I’m looking forward to approaching the next 355 days with a more thoughtful and inquisitive outlook and translating inspiration to action.

One Little Word: Resilient

Since 2012, I’ve been picking a word for the year to use as my spirit guide, helping me navigate the days and weeks in the upcoming year. Previous words include: perspective (when wedding planning), create (when I had copious free time), focus (when I was ready to make a shift) and last year, light (when I knew the road ahead wouldn’t always be sunny).

This year, my word jumped out about a month ago. In the midst of me feeling sorry for myself and frustrated about something that wasn’t exactly as I would have picked for myself, I wondered when I’d lost my ability to adapt, to go with the flow. 2015 was a year I spent digging my heels in to avoid the change ahead, like a dog on a leash who refuses to walk past something scary ahead, instead of embracing the new experiences to come.

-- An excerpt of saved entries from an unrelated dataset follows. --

//! SQLite-backed local store.

use crate::audit_log::{AuditLogEntry, AUDIT_LOG_TABLE};
use crate::{MergeOutcome, Repository, StorageError, StorageResult};
use chartsync_types::{Fields, Record, RecordId, Timestamp};
use rusqlite::{params, Connection, OptionalExtension};
use std::path::Path;
use std::sync::{Arc, Mutex, MutexGuard};
use tracing::{debug, warn};

/// The embedded, always-available persistent store on the client.
///
/// A single connection is shared behind a mutex; every public method is one
/// short transaction, so callers on different threads interleave at method
/// granularity.
#[derive(Clone)]
pub struct LocalStore {
    conn: Arc<Mutex<Connection>>,
}

impl LocalStore {
    /// Opens (or creates) a store at the given path.
    pub fn open(path: impl AsRef<Path>) -> StorageResult<Self> {
        let conn = Connection::open(path.as_ref())?;
        let store = Self {
            conn: Arc::new(Mutex::new(conn)),
        };
        store.init_schema()?;
        debug!("Opened local store at {}", path.as_ref().display());
        Ok(store)
    }

    /// Opens an in-memory store (for testing).
    pub fn open_in_memory() -> StorageResult<Self> {
        let conn = Connection::open_in_memory()?;
        let store = Self {
            conn: Arc::new(Mutex::new(conn)),
        };
        store.init_schema()?;
        Ok(store)
    }

    fn lock(&self) -> StorageResult<MutexGuard<'_, Connection>> {
        self.conn.lock().map_err(|_| StorageError::Lock)
    }

    fn init_schema(&self) -> StorageResult<()> {
        let conn = self.lock()?;
        conn.execute_batch(
            "
            CREATE TABLE IF NOT EXISTS records (
                table_name TEXT NOT NULL,
                id TEXT NOT NULL,
                updated_at INTEGER NOT NULL,
                data TEXT NOT NULL,
                PRIMARY KEY (table_name, id)
            );

            CREATE INDEX IF NOT EXISTS idx_records_updated
                ON records (table_name, updated_at);
            ",
        )?;
        Ok(())
    }

    fn encode(record: &Record) -> StorageResult<String> {
        Ok(serde_json::to_string(&record.fields)?)
    }

    fn decode(id: String, updated_at: i64, data: &str) -> StorageResult<Record> {
        let fields: Fields = serde_json::from_str(data)?;
        Ok(Record {
            id: RecordId::parse(id)?,
            updated_at: Timestamp::from_millis(updated_at),
            fields,
        })
    }

    fn get_locked(conn: &Connection, table: &str, id: &RecordId) -> StorageResult<Option<Record>> {
        let row = conn
            .query_row(
                "SELECT id, updated_at, data FROM records WHERE table_name = ?1 AND id = ?2",
                params![table, id.as_str()],
                |row| Ok((row.get::<_, String>(0)?, row.get::<_, i64>(1)?, row.get::<_, String>(2)?)),
            )
            .optional()?;
        row.map(|(id, ts, data)| Self::decode(id, ts, &data))
            .transpose()
    }

    fn query_records(
        &self,
        sql: &str,
        params: impl rusqlite::Params,
    ) -> StorageResult<Vec<Record>> {
        let conn = self.lock()?;
        let mut stmt = conn.prepare(sql)?;
        let rows = stmt.query_map(params, |row| {
            Ok((row.get::<_, String>(0)?, row.get::<_, i64>(1)?, row.get::<_, String>(2)?))
        })?;

        let mut records = Vec::new();
        for row in rows {
            let (id, ts, data) = row?;
            match Self::decode(id.clone(), ts, &data) {
                Ok(record) => records.push(record),
                Err(e) => warn!("Skipping unreadable record {:?}: {}", id, e),
            }
        }
        Ok(records)
    }

    // ── Audit log ────────────────────────────────────────────────

    /// Appends an audit entry in its own transaction.
    pub fn append_audit_entry(&self, entry: &AuditLogEntry) -> StorageResult<()> {
        self.create(AUDIT_LOG_TABLE, &entry.to_record())
    }

    /// Loads audit entries, newest first, with pagination.
    pub fn load_audit_log(&self, limit: usize, offset: usize) -> StorageResult<Vec<AuditLogEntry>> {
        let records = self.query_records(
            "SELECT id, updated_at, data FROM records WHERE table_name = ?1
             ORDER BY updated_at DESC, id DESC LIMIT ?2 OFFSET ?3",
            params![AUDIT_LOG_TABLE, limit as i64, offset as i64],
        )?;
        let mut entries = Vec::with_capacity(records.len());
        for record in &records {
            match AuditLogEntry::from_record(record) {
                Ok(entry) => entries.push(entry),
                Err(e) => warn!("Skipping unreadable audit entry {}: {}", record.id, e),
            }
        }
        Ok(entries)
    }

    /// Total number of audit entries.
    pub fn audit_log_count(&self) -> StorageResult<usize> {
        self.count(AUDIT_LOG_TABLE)
    }

    /// Audit entries concerning one record, oldest first.
    pub fn audit_entries_for(
        &self,
        entity_type: &str,
        entity_id: &str,
    ) -> StorageResult<Vec<AuditLogEntry>> {
        let mut entries = Vec::new();
        for record in self.list(AUDIT_LOG_TABLE)? {
            match AuditLogEntry::from_record(&record) {
                Ok(entry) if entry.entity_type == entity_type && entry.entity_id == entity_id => {
                    entries.push(entry);
                }
                Ok(_) => {}
                Err(e) => warn!("Skipping unreadable audit entry {}: {}", record.id, e),
            }
        }
        Ok(entries)
    }

    /// Deletes audit entries older than `before`. Returns how many were removed.
    pub fn purge_audit_before(&self, before: Timestamp) -> StorageResult<usize> {
        let conn = self.lock()?;
        let removed = conn.execute(
            "DELETE FROM records WHERE table_name = ?1 AND updated_at < ?2",
            params![AUDIT_LOG_TABLE, before.as_millis()],
        )?;
        debug!("Purged {} audit entries older than {}", removed, before);
        Ok(removed)
    }
}

impl Repository for LocalStore {
    fn create(&self, table: &str, record: &Record) -> StorageResult<()> {
        let data = Self::encode(record)?;
        let conn = self.lock()?;
        let inserted = conn.execute(
            "INSERT OR IGNORE INTO records (table_name, id, updated_at, data) VALUES (?1, ?2, ?3, ?4)",
            params![table, record.id.as_str(), record.updated_at.as_millis(), data],
        )?;
        if inserted == 0 {
            return Err(StorageError::AlreadyExists {
                table: table.to_string(),
                id: record.id.to_string(),
            });
        }
        Ok(())
    }

    fn update(&self, table: &str, record: &Record) -> StorageResult<Option<Record>> {
        let data = Self::encode(record)?;
        let mut conn = self.lock()?;
        let tx = conn.transaction()?;
        let previous = Self::get_locked(&tx, table, &record.id)?;
        tx.execute(
            "INSERT INTO records (table_name, id, updated_at, data) VALUES (?1, ?2, ?3, ?4)
             ON CONFLICT (table_name, id) DO UPDATE SET updated_at = excluded.updated_at, data = excluded.data",
            params![table, record.id.as_str(), record.updated_at.as_millis(), data],
        )?;
        tx.commit()?;
        Ok(previous)
    }

    fn merge_newer(&self, table: &str, record: &Record) -> StorageResult<MergeOutcome> {
        let data = Self::encode(record)?;
        let mut conn = self.lock()?;
        let tx = conn.transaction()?;
        let previous = Self::get_locked(&tx, table, &record.id)?;
        let written = tx.execute(
            "INSERT INTO records (table_name, id, updated_at, data) VALUES (?1, ?2, ?3, ?4)
             ON CONFLICT (table_name, id) DO UPDATE SET updated_at = excluded.updated_at, data = excluded.data
             WHERE excluded.updated_at > records.updated_at",
            params![table, record.id.as_str(), record.updated_at.as_millis(), data],
        )?;
        tx.commit()?;
        Ok(match (written, previous) {
            (0, _) => MergeOutcome::Kept,
            (_, None) => MergeOutcome::Inserted,
            (_, Some(previous)) => MergeOutcome::Replaced(previous),
        })
    }

    fn delete(&self, table: &str, id: &RecordId) -> StorageResult<Option<Record>> {
        let mut conn = self.lock()?;
        let tx = conn.transaction()?;
        let previous = Self::get_locked(&tx, table, id)?;
        if previous.is_some() {
            tx.execute(
                "DELETE FROM records WHERE table_name = ?1 AND id = ?2",
                params![table, id.as_str()],
            )?;
        }
        tx.commit()?;
        Ok(previous)
    }

    fn get(&self, table: &str, id: &RecordId) -> StorageResult<Option<Record>> {
        let conn = self.lock()?;
        Self::get_locked(&conn, table, id)
    }

    fn list(&self, table: &str) -> StorageResult<Vec<Record>> {
        self.query_records(
            "SELECT id, updated_at, data FROM records WHERE table_name = ?1 ORDER BY updated_at, id",
            params![table],
        )
    }

    fn count(&self, table: &str) -> StorageResult<usize> {
        let conn = self.lock()?;
        let count: i64 = conn.query_row(
            "SELECT COUNT(*) FROM records WHERE table_name = ?1",
            params![table],
            |row| row.get(0),
        )?;
        Ok(count as usize)
    }

    fn modified_since(&self, table: &str, since: Timestamp) -> StorageResult<Vec<Record>> {
        self.query_records(
            "SELECT id, updated_at, data FROM records WHERE table_name = ?1 AND updated_at > ?2
             ORDER BY updated_at, id",
            params![table, since.as_millis()],
        )
    }
}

Of course, it’s perfectly normal to be sad and mourn the ‘old life’ but I was disappointed in my ability to see the silver lining in moving. Me! A gal who moved to Atlanta twice by herself for an internship in college! A gal who moved across the country solo after college on her own to a new state! And this time, I moved with my most favorite person, to a city that’s close to my family (and where they put french fries on all foods!), and I spent much of my time feeling pouty about it.

And thus, the word.

one little word 2016 // lynnepetre.com

Resilient: a person who is able to withstand or quickly recover from a difficult situation. 

Not that I expect the next 12 months to be difficult, per se, but I do know there will be challenges ahead and I want to remember to handle them with more grace and flexibility than I did in 2015.

In the next 12 months, Alex will be interviewing for and securing a summer internship (likely not in PGH), I will continue traveling to/from Denver for work and we will begin evaluating our post-MBA-school options and location. (And 6+ months after that, B-school will be over and the next adventure begins. WUT!)

I’m getting too far ahead of myself but remembering to be resilient throughout the upcoming year will be key to my happiness and making the most of the short time we for sure have left in Pittsburgh. There will be bumps, there will be U-turns and there will be inadvertent literal bridge crossings (because it’s not Pittsburgh if you don’t end up on the wrong side of a river from time to time) but this gal will be resilient through it all.